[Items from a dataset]
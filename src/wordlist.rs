use std::collections::HashMap;

use lazy_static::lazy_static;

use crate::words::WORDS;

/// Number of words in the list; every word index fits in 11 bits.
pub const WORDLIST_SIZE: usize = 2048;

lazy_static! {
    // Reverse lookup table, built once on first use. The word array itself
    // is immutable static data, so reads need no synchronization.
    static ref WORD_INDEX: HashMap<&'static str, u16> = WORDS
        .iter()
        .enumerate()
        .map(|(index, &word)| (word, index as u16))
        .collect();
}

/// Returns the word at the given index, or `None` if the index is
/// outside 0..2047.
pub fn word_at(index: u16) -> Option<&'static str> {
    WORDS.get(index as usize).copied()
}

/// Returns the index of the given word, or `None` if it is not in the list.
///
/// Lookup is exact and case-sensitive; checksum semantics depend on the
/// precise spelling, so no normalization is applied here.
pub fn index_of(word: &str) -> Option<u16> {
    WORD_INDEX.get(word).copied()
}

#[cfg(test)]
mod tests {
    use super::*;

    #[test]
    fn test_wordlist_size() {
        assert_eq!(WORDS.len(), WORDLIST_SIZE);
    }

    #[test]
    fn test_first_and_last_words() {
        assert_eq!(word_at(0), Some("abandon"));
        assert_eq!(word_at(2047), Some("zoo"));
        assert_eq!(word_at(2048), None);
    }

    #[test]
    fn test_index_of_roundtrip() {
        for index in [0u16, 1, 1023, 2046, 2047] {
            let word = word_at(index).unwrap();
            assert_eq!(index_of(word), Some(index));
        }
    }

    #[test]
    fn test_lookup_is_case_sensitive() {
        assert_eq!(index_of("abandon"), Some(0));
        assert_eq!(index_of("Abandon"), None);
        assert_eq!(index_of("ABANDON"), None);
    }

    #[test]
    fn test_unknown_word() {
        assert_eq!(index_of("notaword"), None);
        assert_eq!(index_of(""), None);
    }

    #[test]
    fn test_words_are_sorted_and_unique() {
        for pair in WORDS.windows(2) {
            assert!(pair[0] < pair[1], "{} >= {}", pair[0], pair[1]);
        }
    }
}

### Exercise directions
Word for word, restate the entries that appear above.

### Exercise result
filename src/wordlist.rs
use std::collections::HashMap;

use lazy_static::lazy_static;

use crate::words::WORDS;

/// Number of words in the list; every word index fits in 11 bits.
pub const WORDLIST_SIZE: usize = 2048;

lazy_static! {
    // Reverse lookup table, built once on first use. The word array itself
    // is immutable static data, so reads need no synchronization.
    static ref WORD_INDEX: HashMap<&'static str, u16> = WORDS
        .iter()
        .enumerate()
        .map(|(index, &word)| (word, index as u16))
        .collect();
}

/// Returns the word at the given index, or `None` if the index is
/// outside 0..2047.
pub fn word_at(index: u16) -> Option<&'static str> {
    WORDS.get(index as usize).copied()
}

/// Returns the index of the given word, or `None` if it is not in the list.
///
/// Lookup is exact and case-sensitive; checksum semantics depend on the
/// precise spelling, so no normalization is applied here.
pub fn index_of(word: &str) -> Option<u16> {
    WORD_INDEX.get(word).copied()
}

#[cfg(test)]
mod tests {
    use super::*;

    #[test]
    fn test_wordlist_size() {
        assert_eq!(WORDS.len(), WORDLIST_SIZE);
    }

    #[test]
    fn test_first_and_last_words() {
        assert_eq!(word_at(0), Some("abandon"));
        assert_eq!(word_at(2047), Some("zoo"));
        assert_eq!(word_at(2048), None);
    }

    #[test]
    fn test_index_of_roundtrip() {
        for index in [0u16, 1, 1023, 2046, 2047] {
            let word = word_at(index).unwrap();
            assert_eq!(index_of(word), Some(index));
        }
    }

    #[test]
    fn test_lookup_is_case_sensitive() {
        assert_eq!(index_of("abandon"), Some(0));
        assert_eq!(index_of("Abandon"), None);
        assert_eq!(index_of("ABANDON"), None);
    }

    #[test]
    fn test_unknown_word() {
        assert_eq!(index_of("notaword"), None);
        assert_eq!(index_of(""), None);
    }

    #[test]
    fn test_words_are_sorted_and_unique() {
        for pair in WORDS.windows(2) {
            assert!(pair[0] < pair[1], "{} >= {}", pair[0], pair[1]);
        }
    }
}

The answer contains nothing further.